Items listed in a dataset
= Beginning of Section =
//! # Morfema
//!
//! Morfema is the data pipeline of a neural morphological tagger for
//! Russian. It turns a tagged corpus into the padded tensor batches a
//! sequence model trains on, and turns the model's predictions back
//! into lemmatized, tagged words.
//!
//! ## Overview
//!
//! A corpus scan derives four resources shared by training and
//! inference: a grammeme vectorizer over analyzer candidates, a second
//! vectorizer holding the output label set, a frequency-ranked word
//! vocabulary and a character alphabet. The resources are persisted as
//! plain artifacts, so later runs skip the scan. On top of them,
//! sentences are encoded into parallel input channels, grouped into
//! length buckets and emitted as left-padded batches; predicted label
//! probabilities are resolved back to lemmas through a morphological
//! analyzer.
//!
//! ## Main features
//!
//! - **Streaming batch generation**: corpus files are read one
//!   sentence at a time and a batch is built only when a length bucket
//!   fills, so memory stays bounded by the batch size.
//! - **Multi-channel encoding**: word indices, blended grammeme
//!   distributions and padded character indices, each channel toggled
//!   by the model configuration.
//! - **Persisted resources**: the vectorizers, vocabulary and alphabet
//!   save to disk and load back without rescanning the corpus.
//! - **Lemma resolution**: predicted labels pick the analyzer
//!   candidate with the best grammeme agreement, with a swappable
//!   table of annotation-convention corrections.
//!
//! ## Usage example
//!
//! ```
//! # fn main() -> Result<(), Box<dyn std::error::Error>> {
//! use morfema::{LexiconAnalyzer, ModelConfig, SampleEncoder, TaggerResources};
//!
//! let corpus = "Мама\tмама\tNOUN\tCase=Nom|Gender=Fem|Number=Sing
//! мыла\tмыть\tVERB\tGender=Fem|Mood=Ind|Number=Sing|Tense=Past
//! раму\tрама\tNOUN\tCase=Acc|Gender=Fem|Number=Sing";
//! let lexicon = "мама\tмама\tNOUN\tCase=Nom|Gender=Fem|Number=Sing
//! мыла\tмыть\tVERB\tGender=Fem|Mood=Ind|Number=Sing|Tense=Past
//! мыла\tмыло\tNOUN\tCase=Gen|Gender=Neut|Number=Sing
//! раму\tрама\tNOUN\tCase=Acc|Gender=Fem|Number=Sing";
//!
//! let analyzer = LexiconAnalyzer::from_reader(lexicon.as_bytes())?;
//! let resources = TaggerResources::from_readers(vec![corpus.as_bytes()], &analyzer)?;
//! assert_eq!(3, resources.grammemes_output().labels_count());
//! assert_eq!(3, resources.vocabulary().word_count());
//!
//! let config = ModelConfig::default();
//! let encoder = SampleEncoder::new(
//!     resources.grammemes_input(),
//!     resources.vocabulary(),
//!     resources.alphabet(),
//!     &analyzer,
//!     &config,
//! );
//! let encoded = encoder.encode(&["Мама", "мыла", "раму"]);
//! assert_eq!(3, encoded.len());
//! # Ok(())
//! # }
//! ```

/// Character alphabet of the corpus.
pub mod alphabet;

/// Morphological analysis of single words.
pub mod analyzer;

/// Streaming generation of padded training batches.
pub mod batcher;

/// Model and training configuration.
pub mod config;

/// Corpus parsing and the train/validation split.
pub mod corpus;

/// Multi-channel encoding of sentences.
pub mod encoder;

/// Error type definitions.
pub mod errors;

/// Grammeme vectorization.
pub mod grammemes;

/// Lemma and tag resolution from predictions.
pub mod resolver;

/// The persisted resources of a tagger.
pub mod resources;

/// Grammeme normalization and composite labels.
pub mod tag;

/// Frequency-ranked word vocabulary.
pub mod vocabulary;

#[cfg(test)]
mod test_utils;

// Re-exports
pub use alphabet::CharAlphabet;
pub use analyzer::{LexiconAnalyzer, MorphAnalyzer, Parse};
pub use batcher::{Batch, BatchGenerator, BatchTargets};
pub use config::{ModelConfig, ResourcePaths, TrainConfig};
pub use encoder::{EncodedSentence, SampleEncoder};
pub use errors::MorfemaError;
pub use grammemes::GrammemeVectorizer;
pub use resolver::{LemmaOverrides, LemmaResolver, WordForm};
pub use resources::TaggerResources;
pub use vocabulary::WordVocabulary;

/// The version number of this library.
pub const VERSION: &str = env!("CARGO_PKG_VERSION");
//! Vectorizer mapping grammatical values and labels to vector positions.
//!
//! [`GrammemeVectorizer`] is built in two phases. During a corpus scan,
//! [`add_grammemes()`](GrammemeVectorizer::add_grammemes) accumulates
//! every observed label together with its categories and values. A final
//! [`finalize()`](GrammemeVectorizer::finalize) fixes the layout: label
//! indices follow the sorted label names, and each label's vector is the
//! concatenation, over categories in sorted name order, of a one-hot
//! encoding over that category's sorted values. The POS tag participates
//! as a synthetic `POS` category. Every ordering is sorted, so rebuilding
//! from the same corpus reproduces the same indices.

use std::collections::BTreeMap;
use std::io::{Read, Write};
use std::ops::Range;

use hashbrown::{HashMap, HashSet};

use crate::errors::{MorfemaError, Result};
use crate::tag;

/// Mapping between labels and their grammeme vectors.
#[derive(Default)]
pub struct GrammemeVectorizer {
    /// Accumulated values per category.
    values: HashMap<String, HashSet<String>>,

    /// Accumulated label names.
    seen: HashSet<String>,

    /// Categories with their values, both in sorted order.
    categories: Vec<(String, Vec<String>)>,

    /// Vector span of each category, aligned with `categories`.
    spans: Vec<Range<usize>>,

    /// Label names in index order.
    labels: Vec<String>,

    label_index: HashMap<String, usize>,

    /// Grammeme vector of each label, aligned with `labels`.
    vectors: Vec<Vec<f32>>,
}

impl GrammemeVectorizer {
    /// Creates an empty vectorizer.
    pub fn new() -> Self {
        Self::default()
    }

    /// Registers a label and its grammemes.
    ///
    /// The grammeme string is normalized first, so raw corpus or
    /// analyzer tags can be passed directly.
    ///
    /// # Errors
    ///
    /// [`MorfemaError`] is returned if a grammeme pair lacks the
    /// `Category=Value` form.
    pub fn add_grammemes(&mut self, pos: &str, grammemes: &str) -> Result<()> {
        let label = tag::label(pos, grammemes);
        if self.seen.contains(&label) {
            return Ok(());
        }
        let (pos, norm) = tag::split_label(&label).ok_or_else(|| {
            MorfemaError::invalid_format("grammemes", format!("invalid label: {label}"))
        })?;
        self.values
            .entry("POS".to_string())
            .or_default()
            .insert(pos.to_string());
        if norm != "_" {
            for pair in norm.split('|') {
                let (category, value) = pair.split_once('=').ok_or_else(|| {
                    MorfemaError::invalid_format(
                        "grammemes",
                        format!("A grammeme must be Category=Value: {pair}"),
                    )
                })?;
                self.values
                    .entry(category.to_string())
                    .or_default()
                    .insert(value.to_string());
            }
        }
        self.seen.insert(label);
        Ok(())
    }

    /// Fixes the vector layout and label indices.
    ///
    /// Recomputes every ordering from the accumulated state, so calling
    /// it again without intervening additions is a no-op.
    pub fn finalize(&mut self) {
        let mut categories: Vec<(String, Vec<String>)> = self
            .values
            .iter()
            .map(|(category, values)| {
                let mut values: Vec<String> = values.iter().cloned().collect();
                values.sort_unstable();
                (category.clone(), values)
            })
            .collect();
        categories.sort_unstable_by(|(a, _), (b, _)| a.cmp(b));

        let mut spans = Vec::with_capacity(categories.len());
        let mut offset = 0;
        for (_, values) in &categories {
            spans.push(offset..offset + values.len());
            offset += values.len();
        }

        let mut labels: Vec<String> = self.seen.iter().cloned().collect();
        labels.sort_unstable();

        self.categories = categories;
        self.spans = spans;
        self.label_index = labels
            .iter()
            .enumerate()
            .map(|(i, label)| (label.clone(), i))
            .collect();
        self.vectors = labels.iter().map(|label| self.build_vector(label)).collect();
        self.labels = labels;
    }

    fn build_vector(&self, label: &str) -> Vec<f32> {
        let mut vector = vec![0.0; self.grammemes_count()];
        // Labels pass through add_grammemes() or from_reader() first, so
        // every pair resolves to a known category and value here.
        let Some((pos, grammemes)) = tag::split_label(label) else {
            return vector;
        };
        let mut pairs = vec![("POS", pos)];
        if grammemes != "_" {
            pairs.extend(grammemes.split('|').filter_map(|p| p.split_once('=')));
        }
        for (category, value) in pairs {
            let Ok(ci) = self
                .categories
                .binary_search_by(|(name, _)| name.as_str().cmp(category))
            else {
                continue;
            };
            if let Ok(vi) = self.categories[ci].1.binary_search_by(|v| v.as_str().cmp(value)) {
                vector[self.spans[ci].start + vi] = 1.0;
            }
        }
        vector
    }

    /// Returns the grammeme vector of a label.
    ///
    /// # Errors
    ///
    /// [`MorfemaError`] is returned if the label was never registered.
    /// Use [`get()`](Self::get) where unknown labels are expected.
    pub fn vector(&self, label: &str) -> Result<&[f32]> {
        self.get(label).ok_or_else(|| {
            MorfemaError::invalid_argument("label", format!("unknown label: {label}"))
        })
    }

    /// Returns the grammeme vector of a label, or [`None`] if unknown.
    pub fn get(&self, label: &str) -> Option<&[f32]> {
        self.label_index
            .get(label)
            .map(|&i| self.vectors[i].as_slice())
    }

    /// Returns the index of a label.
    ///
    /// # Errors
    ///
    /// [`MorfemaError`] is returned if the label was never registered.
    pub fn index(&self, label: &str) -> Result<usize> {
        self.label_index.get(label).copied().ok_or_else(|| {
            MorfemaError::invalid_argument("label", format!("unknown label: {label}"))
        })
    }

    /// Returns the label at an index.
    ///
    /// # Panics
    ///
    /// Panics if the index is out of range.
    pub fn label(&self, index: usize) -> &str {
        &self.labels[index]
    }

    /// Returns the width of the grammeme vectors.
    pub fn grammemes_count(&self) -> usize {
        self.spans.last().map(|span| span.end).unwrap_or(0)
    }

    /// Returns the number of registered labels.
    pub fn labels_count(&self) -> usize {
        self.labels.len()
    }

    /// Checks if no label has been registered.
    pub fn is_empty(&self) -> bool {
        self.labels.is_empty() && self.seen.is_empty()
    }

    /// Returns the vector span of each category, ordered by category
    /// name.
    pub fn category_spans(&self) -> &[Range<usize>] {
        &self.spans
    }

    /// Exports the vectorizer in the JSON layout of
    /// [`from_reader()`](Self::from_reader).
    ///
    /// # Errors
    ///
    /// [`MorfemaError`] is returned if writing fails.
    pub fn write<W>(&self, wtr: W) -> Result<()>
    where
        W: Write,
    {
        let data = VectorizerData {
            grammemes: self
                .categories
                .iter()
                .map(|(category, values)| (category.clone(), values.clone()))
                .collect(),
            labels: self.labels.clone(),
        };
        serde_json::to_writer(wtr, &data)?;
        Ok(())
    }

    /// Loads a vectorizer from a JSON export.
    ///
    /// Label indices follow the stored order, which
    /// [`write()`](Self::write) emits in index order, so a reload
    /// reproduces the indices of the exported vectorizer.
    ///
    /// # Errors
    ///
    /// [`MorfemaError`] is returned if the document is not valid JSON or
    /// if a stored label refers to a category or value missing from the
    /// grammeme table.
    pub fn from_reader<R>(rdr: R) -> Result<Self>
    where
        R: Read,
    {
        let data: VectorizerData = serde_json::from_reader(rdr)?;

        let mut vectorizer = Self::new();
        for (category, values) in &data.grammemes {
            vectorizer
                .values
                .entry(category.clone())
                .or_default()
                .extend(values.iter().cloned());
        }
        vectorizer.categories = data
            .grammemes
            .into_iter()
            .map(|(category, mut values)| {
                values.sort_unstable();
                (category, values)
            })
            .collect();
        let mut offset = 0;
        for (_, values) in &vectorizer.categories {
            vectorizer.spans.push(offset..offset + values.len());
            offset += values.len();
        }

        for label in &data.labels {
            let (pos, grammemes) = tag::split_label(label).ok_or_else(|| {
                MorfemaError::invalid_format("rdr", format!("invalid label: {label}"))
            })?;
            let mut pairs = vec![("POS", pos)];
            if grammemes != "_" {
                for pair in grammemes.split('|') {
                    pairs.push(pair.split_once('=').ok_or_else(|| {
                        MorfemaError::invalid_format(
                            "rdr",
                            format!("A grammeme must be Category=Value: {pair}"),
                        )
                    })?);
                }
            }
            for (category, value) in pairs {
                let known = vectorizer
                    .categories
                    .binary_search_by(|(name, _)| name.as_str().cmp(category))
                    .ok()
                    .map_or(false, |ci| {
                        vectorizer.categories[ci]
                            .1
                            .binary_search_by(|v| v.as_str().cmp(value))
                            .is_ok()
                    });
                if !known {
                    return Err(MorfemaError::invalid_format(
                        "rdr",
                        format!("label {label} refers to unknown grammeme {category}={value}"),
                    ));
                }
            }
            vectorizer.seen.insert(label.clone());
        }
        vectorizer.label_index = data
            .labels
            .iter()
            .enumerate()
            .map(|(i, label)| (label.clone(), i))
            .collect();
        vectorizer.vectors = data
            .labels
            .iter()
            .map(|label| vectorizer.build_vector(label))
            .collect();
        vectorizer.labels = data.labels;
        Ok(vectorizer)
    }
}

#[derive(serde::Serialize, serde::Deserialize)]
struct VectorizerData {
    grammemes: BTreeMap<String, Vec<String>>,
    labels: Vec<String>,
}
= End of Section =
> _Task brief_
The required answer is each line of the entries containing the string "training".

> _Output of the task_
//! A corpus scan derives four resources shared by training and
/// Streaming generation of padded training batches.
/// Model and training configuration.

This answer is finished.